The reply should be a single number: the count of lines below that contain the word "const".

▬▬▬

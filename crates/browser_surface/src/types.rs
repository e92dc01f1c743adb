/// Auto-detection mode applied to rendered page content.
#[derive(Debug, Clone, Copy, PartialEq, Eq, Default)]
pub enum DetectorMode {
    #[default]
    All,
    PhoneNumber,
    Link,
    Email,
    None,
}

/// Flags applied to a page load. The host derives these from its effective
/// content policy; the surface applies them verbatim.
#[derive(Debug, Clone, PartialEq, Eq)]
pub struct RenderSettings {
    pub javascript_enabled: bool,
    pub storage_enabled: bool,
    pub cookies_enabled: bool,
    pub geolocation_enabled: bool,
    pub cache_enabled: bool,
    pub detector_mode: DetectorMode,
    /// Script injected into every page after load.
    pub injected_script: Option<String>,
}

impl Default for RenderSettings {
    fn default() -> Self {
        Self {
            javascript_enabled: true,
            storage_enabled: true,
            cookies_enabled: true,
            geolocation_enabled: true,
            cache_enabled: true,
            detector_mode: DetectorMode::All,
            injected_script: None,
        }
    }
}

/// A request the surface is about to perform.
#[derive(Debug, Clone, PartialEq, Eq)]
pub struct SurfaceRequest {
    pub url: String,
}

/// Events a web surface reports back to the host. Delivery order is not
/// guaranteed relative to host commands.
#[derive(Debug, Clone, PartialEq, Eq)]
pub enum SurfaceEvent {
    /// A page finished loading.
    LoadFinished {
        can_go_back: bool,
        can_go_forward: bool,
        title: String,
    },
    /// The history position or title changed without a full load.
    NavigationChanged {
        can_go_back: bool,
        can_go_forward: bool,
        title: String,
    },
    /// The current load failed.
    LoadFailed { details: String },
    /// The page posted a message to the host.
    MessageReceived { data: String },
}
//! Address-bar display decoration.
//!
//! The committed display string is derived from the current URL: one prefix
//! rule is stripped (first match wins, deliberately not iterated — the rules
//! overlap and applying more than one would change observable output), the
//! path is cut off, and security/privacy badges are prepended.

pub(crate) const PLACEHOLDER: &str = "Enter Address";
pub(crate) const PRIVATE_PLACEHOLDER: &str = "Private - Enter Address";

const SECURE_BADGE: &str = "\u{1F512} ";
const INSECURE_BADGE: &str = "Not secure - ";
const PRIVATE_BADGE: &str = "Private - ";

/// Ordered display-prefix rules. Only the first matching rule is applied.
const STRIP_RULES: [&str; 5] = ["https://www.", "http://www.", "http://", "https://", "www."];

/// Human-readable rendering of a committed URL.
pub(crate) fn prettify(url: &str, incognito: bool) -> String {
    let stripped = strip_display_prefix(url);
    let host = stripped.split('/').next().unwrap_or(stripped);

    let mut display = host.to_owned();
    if url.starts_with("https:") {
        display = format!("{SECURE_BADGE}{display}");
    } else if url.starts_with("http:") {
        display = format!("{INSECURE_BADGE}{display}");
    }
    if incognito {
        display = format!("{PRIVATE_BADGE}{display}");
    }
    display
}

/// Display text shown when no page has been committed in the current mode.
pub(crate) fn placeholder(incognito: bool) -> &'static str {
    if incognito {
        PRIVATE_PLACEHOLDER
    } else {
        PLACEHOLDER
    }
}

fn strip_display_prefix(url: &str) -> &str {
    for rule in STRIP_RULES {
        if let Some(rest) = url.strip_prefix(rule) {
            return rest;
        }
    }
    url
}

#[cfg(test)]
mod tests {
    use super::{placeholder, prettify, strip_display_prefix};

    #[test]
    fn first_matching_rule_wins() {
        assert_eq!(strip_display_prefix("http://www.example.com"), "example.com");
        assert_eq!(strip_display_prefix("https://example.com"), "example.com");
        assert_eq!(strip_display_prefix("www.example.com"), "example.com");
    }

    #[test]
    fn only_one_rule_is_applied() {
        // After `https://www.` strips, the remaining `www.` must survive.
        assert_eq!(strip_display_prefix("https://www.www.example.com"), "www.example.com");
    }

    #[test]
    fn unmatched_input_passes_through() {
        assert_eq!(strip_display_prefix("example.com"), "example.com");
    }

    #[test]
    fn path_is_cut_from_the_display() {
        assert_eq!(prettify("https://example.com/a/b?q=1", false), "\u{1F512} example.com");
    }

    #[test]
    fn insecure_url_is_labelled() {
        assert_eq!(prettify("http://example.com", false), "Not secure - example.com");
    }

    #[test]
    fn incognito_badge_wraps_the_security_badge() {
        assert_eq!(
            prettify("https://example.com", true),
            "Private - \u{1F512} example.com"
        );
        assert_eq!(
            prettify("http://example.com", true),
            "Private - Not secure - example.com"
        );
    }

    #[test]
    fn placeholder_reflects_privacy_mode() {
        assert_eq!(placeholder(false), "Enter Address");
        assert_eq!(placeholder(true), "Private - Enter Address");
    }
}
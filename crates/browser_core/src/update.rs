use crate::resolver::{self, ResolveError};
use crate::{Effect, Msg, SessionState};

/// Pure update function: applies a message to state and returns any effects.
pub fn update(mut state: SessionState, msg: Msg) -> (SessionState, Vec<Effect>) {
    let effects = match msg {
        Msg::InputChanged(text) => {
            state.set_input_text(text);
            Vec::new()
        }
        Msg::AddressSubmitted => {
            let engine = state.base_config().default_search_engine;
            match resolver::resolve(state.input_text(), engine) {
                Ok(url) => {
                    state.commit_navigation(url.clone());
                    vec![Effect::Render {
                        url,
                        policy: state.effective_policy(),
                    }]
                }
                // The UI binding guarantees non-empty input; a stray empty
                // submit is dropped rather than turned into a malformed URL.
                Err(ResolveError::EmptyInput) => Vec::new(),
            }
        }
        Msg::IncognitoToggled => {
            state.toggle_incognito();
            // Privacy flags cannot change on a live page; the surface has to
            // re-render the current page under the new policy.
            vec![Effect::Reload {
                policy: state.effective_policy(),
            }]
        }
        Msg::BackRequested => {
            if state.can_go_back() {
                vec![Effect::GoBack]
            } else {
                Vec::new()
            }
        }
        Msg::ForwardRequested => {
            if state.can_go_forward() {
                vec![Effect::GoForward]
            } else {
                Vec::new()
            }
        }
        Msg::ReloadRequested => {
            vec![Effect::Reload {
                policy: state.effective_policy(),
            }]
        }
        Msg::NavigationChanged {
            can_go_back,
            can_go_forward,
            title,
        } => {
            state.apply_navigation(can_go_back, can_go_forward, title);
            Vec::new()
        }
        // Failures and page messages are logged by the shell; the core keeps
        // no error state and never retries.
        Msg::LoadFailed { .. } | Msg::SurfaceMessage { .. } | Msg::NoOp => Vec::new(),
    };

    (state, effects)
}
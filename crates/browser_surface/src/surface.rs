use url::Url;

use browser_logging::{browser_debug, browser_trace};

use crate::filter::{PassThroughFilter, RequestFilter};
use crate::types::{RenderSettings, SurfaceEvent, SurfaceRequest};

/// Receives the events a surface emits while executing a command.
pub trait EventSink: Send + Sync {
    fn emit(&self, event: SurfaceEvent);
}

/// Forwards surface events into an mpsc channel. Send failures are ignored;
/// a torn-down receiver just means nobody is listening any more.
pub struct ChannelEventSink {
    tx: std::sync::mpsc::Sender<SurfaceEvent>,
}

impl ChannelEventSink {
    pub fn new(tx: std::sync::mpsc::Sender<SurfaceEvent>) -> Self {
        Self { tx }
    }
}

impl EventSink for ChannelEventSink {
    fn emit(&self, event: SurfaceEvent) {
        let _ = self.tx.send(event);
    }
}

/// An embedded content renderer driven by the host.
///
/// The host supplies URLs and [`RenderSettings`]; the surface reports back
/// through the sink passed to each call. Back and forward are no-ops at the
/// ends of the history; reload is always permitted.
pub trait WebSurface: Send {
    /// Loads `url` under the given settings.
    fn render(&mut self, url: &str, settings: &RenderSettings, sink: &dyn EventSink);
    /// Steps back one history entry.
    fn go_back(&mut self, sink: &dyn EventSink);
    /// Steps forward one history entry.
    fn go_forward(&mut self, sink: &dyn EventSink);
    /// Reloads the current page, re-applying `settings` first when given.
    fn reload(&mut self, settings: Option<&RenderSettings>, sink: &dyn EventSink);
}

/// Reference surface with a simulated linear page history.
///
/// Page titles are derived from the URL host. Every load is answered by the
/// configured [`RequestFilter`] before it touches the history.
pub struct HeadlessSurface {
    history: Vec<String>,
    position: usize,
    settings: RenderSettings,
    filter: Box<dyn RequestFilter>,
}

impl HeadlessSurface {
    pub fn new(filter: Box<dyn RequestFilter>) -> Self {
        Self {
            history: Vec::new(),
            position: 0,
            settings: RenderSettings::default(),
            filter,
        }
    }

    /// URL of the page currently shown, if anything has loaded yet.
    pub fn current_url(&self) -> Option<&str> {
        self.history.get(self.position).map(String::as_str)
    }

    /// Settings applied to the most recent load or reload.
    pub fn settings(&self) -> &RenderSettings {
        &self.settings
    }

    fn can_go_back(&self) -> bool {
        self.position > 0
    }

    fn can_go_forward(&self) -> bool {
        self.position + 1 < self.history.len()
    }

    fn apply_settings(&mut self, settings: &RenderSettings) {
        self.settings = settings.clone();
        if self.settings.javascript_enabled {
            if let Some(script) = &self.settings.injected_script {
                browser_trace!("injecting page script ({} bytes)", script.len());
            }
        }
    }

    fn emit_load_finished(&self, sink: &dyn EventSink) {
        let Some(url) = self.current_url() else {
            return;
        };
        sink.emit(SurfaceEvent::LoadFinished {
            can_go_back: self.can_go_back(),
            can_go_forward: self.can_go_forward(),
            title: page_title(url),
        });
    }

    fn emit_navigation_changed(&self, sink: &dyn EventSink) {
        let Some(url) = self.current_url() else {
            return;
        };
        sink.emit(SurfaceEvent::NavigationChanged {
            can_go_back: self.can_go_back(),
            can_go_forward: self.can_go_forward(),
            title: page_title(url),
        });
    }
}

impl Default for HeadlessSurface {
    fn default() -> Self {
        Self::new(Box::new(PassThroughFilter))
    }
}

impl WebSurface for HeadlessSurface {
    fn render(&mut self, url: &str, settings: &RenderSettings, sink: &dyn EventSink) {
        let request = SurfaceRequest {
            url: url.to_owned(),
        };
        if !self.filter.should_allow(&request) {
            browser_debug!("request blocked by filter: {url}");
            sink.emit(SurfaceEvent::LoadFailed {
                details: format!("request blocked: {url}"),
            });
            return;
        }

        self.apply_settings(settings);
        // A fresh load discards any forward entries, as a real history does.
        if !self.history.is_empty() {
            self.history.truncate(self.position + 1);
        }
        self.history.push(url.to_owned());
        self.position = self.history.len() - 1;
        self.emit_load_finished(sink);
    }

    fn go_back(&mut self, sink: &dyn EventSink) {
        if !self.can_go_back() {
            return;
        }
        self.position -= 1;
        self.emit_navigation_changed(sink);
    }

    fn go_forward(&mut self, sink: &dyn EventSink) {
        if !self.can_go_forward() {
            return;
        }
        self.position += 1;
        self.emit_navigation_changed(sink);
    }

    fn reload(&mut self, settings: Option<&RenderSettings>, sink: &dyn EventSink) {
        if let Some(settings) = settings {
            self.apply_settings(settings);
        }
        self.emit_load_finished(sink);
    }
}

fn page_title(url: &str) -> String {
    Url::parse(url)
        .ok()
        .and_then(|parsed| parsed.host_str().map(str::to_owned))
        .unwrap_or_else(|| url.to_owned())
}
use dd_tensor::Element;

/// Blend scalars for `C <- fact_ab * (A * B^T) + fact_c * C`.
#[derive(Debug, Clone, Copy, PartialEq)]
pub struct Blend {
    /// Weight of the new product. Defaults to `1`.
    pub fact_ab: f64,
    /// Weight of the previous contents of `C`. Defaults to `0`.
    pub fact_c: f64,
}

impl Default for Blend {
    fn default() -> Self {
        Blend {
            fact_ab: 1.0,
            fact_c: 0.0,
        }
    }
}

impl Blend {
    pub fn new(fact_ab: f64, fact_c: f64) -> Self {
        Blend { fact_ab, fact_c }
    }

    /// `C <- A * B^T` on the pattern.
    pub fn overwrite() -> Self {
        Self::default()
    }

    /// `C <- A * B^T + C` on the pattern.
    pub fn accumulate() -> Self {
        Blend::new(1.0, 1.0)
    }

    /// True if applying this blend leaves `C` unchanged.
    pub fn is_identity(&self) -> bool {
        self.fact_ab == 0.0 && self.fact_c == 1.0
    }
}

/// A [`Blend`] converted to an element's accumulator type.
///
/// A zero factor is stored as `None`: its term is skipped entirely, so a
/// zero `fact_c` never reads the old value and a zero `fact_ab` never
/// computes the inner product.
pub(crate) struct TypedBlend<T: Element> {
    fact_ab: Option<T::Acc>,
    fact_c: Option<T::Acc>,
}

impl<T: Element> TypedBlend<T> {
    pub(crate) fn new(blend: Blend) -> Self {
        TypedBlend {
            fact_ab: (blend.fact_ab != 0.0).then(|| T::acc_from_f64(blend.fact_ab)),
            fact_c: (blend.fact_c != 0.0).then(|| T::acc_from_f64(blend.fact_c)),
        }
    }

    #[inline]
    pub(crate) fn apply(&self, old: T, dot: impl FnOnce() -> T::Acc) -> T {
        match (self.fact_ab, self.fact_c) {
            (None, None) => T::zero(),
            (None, Some(fc)) => T::from_acc(fc * old.to_acc()),
            (Some(fab), None) => T::from_acc(fab * dot()),
            (Some(fab), Some(fc)) => T::from_acc(fab * dot() + fc * old.to_acc()),
        }
    }
}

▬▬▬

• [Answer area]: 6